*** Opening of Information provided ***
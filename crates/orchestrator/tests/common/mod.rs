//! Shared fixtures for orchestrator integration tests.

#![allow(dead_code)]

use std::collections::VecDeque;
use std::sync::atomic::{AtomicUsize, Ordering};
use std::sync::{Arc, Mutex};
use std::time::Duration;

use async_trait::async_trait;
use unsub_core::cancellation::{CancellationMethod, CancellationStatus};
use unsub_core::retry::RetryPolicy;
use unsub_core::types::DbId;
use unsub_db::models::CancellationRequest;
use unsub_db::{CancellationStore, MemoryCancellationStore};
use unsub_orchestrator::executor::{
    AcquirePolicy, ApiExecutor, AutomationExecutor, AutomationScript, ExecutorError,
    ManualExecutor, ProviderClient, ProviderError, RemoteState, ScriptRegistry, SessionPool,
    SessionSlot,
};
use unsub_orchestrator::notify::CancellationNotifier;
use unsub_orchestrator::{Executors, Orchestrator, StaticCatalog, Subscription};

pub const USER: DbId = 1;
pub const OTHER_USER: DbId = 2;

// ---------------------------------------------------------------------------
// Provider
// ---------------------------------------------------------------------------

/// Provider whose `fetch_state` answers come from a script, then a default.
pub struct ScriptedProvider {
    scripted: Mutex<VecDeque<Result<RemoteState, ProviderError>>>,
    fallback: Result<RemoteState, ProviderError>,
    pub fetch_calls: AtomicUsize,
    pub cancel_calls: AtomicUsize,
}

impl ScriptedProvider {
    pub fn new(
        scripted: impl IntoIterator<Item = Result<RemoteState, ProviderError>>,
        fallback: Result<RemoteState, ProviderError>,
    ) -> Self {
        Self {
            scripted: Mutex::new(scripted.into_iter().collect()),
            fallback,
            fetch_calls: AtomicUsize::new(0),
            cancel_calls: AtomicUsize::new(0),
        }
    }

    pub fn healthy() -> Self {
        Self::new([], Ok(RemoteState::Active))
    }

    pub fn fetches(&self) -> usize {
        self.fetch_calls.load(Ordering::SeqCst)
    }

    pub fn cancels(&self) -> usize {
        self.cancel_calls.load(Ordering::SeqCst)
    }
}

pub fn unavailable() -> ProviderError {
    ProviderError::Transient("503 Service Unavailable".to_string())
}

#[async_trait]
impl ProviderClient for ScriptedProvider {
    async fn fetch_state(&self, _external_ref: &str) -> Result<RemoteState, ProviderError> {
        self.fetch_calls.fetch_add(1, Ordering::SeqCst);
        let next = self.scripted.lock().unwrap().pop_front();
        next.unwrap_or_else(|| self.fallback.clone())
    }

    async fn request_cancel(&self, _external_ref: &str) -> Result<Option<String>, ProviderError> {
        self.cancel_calls.fetch_add(1, Ordering::SeqCst);
        Ok(None)
    }
}

// ---------------------------------------------------------------------------
// Automation
// ---------------------------------------------------------------------------

/// Script that succeeds after a short simulated session.
pub struct QuickScript;

#[async_trait]
impl AutomationScript for QuickScript {
    async fn run(
        &self,
        _session: &SessionSlot,
        _subscription: &Subscription,
    ) -> Result<Option<String>, ExecutorError> {
        tokio::time::sleep(Duration::from_millis(200)).await;
        Ok(None)
    }
}

// ---------------------------------------------------------------------------
// Notifier
// ---------------------------------------------------------------------------

#[derive(Default)]
pub struct RecordingNotifier {
    pub seen: Mutex<Vec<(DbId, CancellationStatus)>>,
}

impl RecordingNotifier {
    pub fn seen(&self) -> Vec<(DbId, CancellationStatus)> {
        self.seen.lock().unwrap().clone()
    }
}

impl CancellationNotifier for RecordingNotifier {
    fn notify(&self, request: &CancellationRequest) {
        self.seen.lock().unwrap().push((request.id, request.status));
    }
}

// ---------------------------------------------------------------------------
// Harness
// ---------------------------------------------------------------------------

pub struct Harness {
    pub store: Arc<MemoryCancellationStore>,
    pub orchestrator: Arc<Orchestrator>,
    pub provider: Arc<ScriptedProvider>,
    pub pool: Arc<SessionPool>,
    pub notifier: Arc<RecordingNotifier>,
}

fn subscription(id: &str, provider: &str, methods: &[CancellationMethod]) -> Subscription {
    Subscription {
        id: id.to_string(),
        provider: provider.to_string(),
        display_name: format!("{provider} plan"),
        external_ref: format!("ext-{id}"),
        methods: methods.to_vec(),
        cancel_url: Some(format!("https://{provider}.test/account")),
        support_contact: None,
    }
}

pub fn catalog() -> StaticCatalog {
    use CancellationMethod::*;
    StaticCatalog::new([
        subscription("sub-42", "streamflix", &[Api, Automation, Manual]),
        subscription("sub-gym", "gym", &[Automation, Manual]),
        subscription("sub-paper", "paper", &[Manual]),
        subscription("sub-music", "tunes", &[Api, Manual]),
    ])
}

pub fn retry_policy() -> RetryPolicy {
    RetryPolicy {
        jitter: 0.0,
        ..RetryPolicy::default()
    }
}

pub fn harness(provider: ScriptedProvider) -> Harness {
    harness_with_script(provider, Arc::new(QuickScript))
}

pub fn harness_with_script(provider: ScriptedProvider, script: Arc<dyn AutomationScript>) -> Harness {
    let store = Arc::new(MemoryCancellationStore::new());
    let provider = Arc::new(provider);
    let pool = Arc::new(SessionPool::new(2, AcquirePolicy::FailFast));
    let notifier = Arc::new(RecordingNotifier::default());

    let scripts = ScriptRegistry::new()
        .register("streamflix", Arc::clone(&script))
        .register("gym", script);
    let executors = Executors {
        api: Arc::new(ApiExecutor::new(provider.clone())),
        automation: Arc::new(AutomationExecutor::new(
            Arc::clone(&pool),
            scripts,
            Duration::from_secs(30),
        )),
        manual: Arc::new(ManualExecutor),
    };

    let orchestrator = Arc::new(Orchestrator::new(
        store.clone(),
        Arc::new(catalog()),
        executors,
        notifier.clone(),
        retry_policy(),
    ));

    Harness {
        store,
        orchestrator,
        provider,
        pool,
        notifier,
    }
}

impl Harness {
    pub async fn request(&self, id: DbId) -> CancellationRequest {
        self.store.find_request(id).await.unwrap().unwrap()
    }

    pub async fn messages(&self, id: DbId) -> Vec<String> {
        self.store
            .list_logs(id)
            .await
            .unwrap()
            .into_iter()
            .map(|l| l.message)
            .collect()
    }
}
*** Close of Information provided ***
Exercise aim: In the listing above, find every line with the word "ManualExecutor" and copy it.

Exercise solution:
    ManualExecutor, ProviderClient, ProviderError, RemoteState, ScriptRegistry, SessionPool,
        manual: Arc::new(ManualExecutor),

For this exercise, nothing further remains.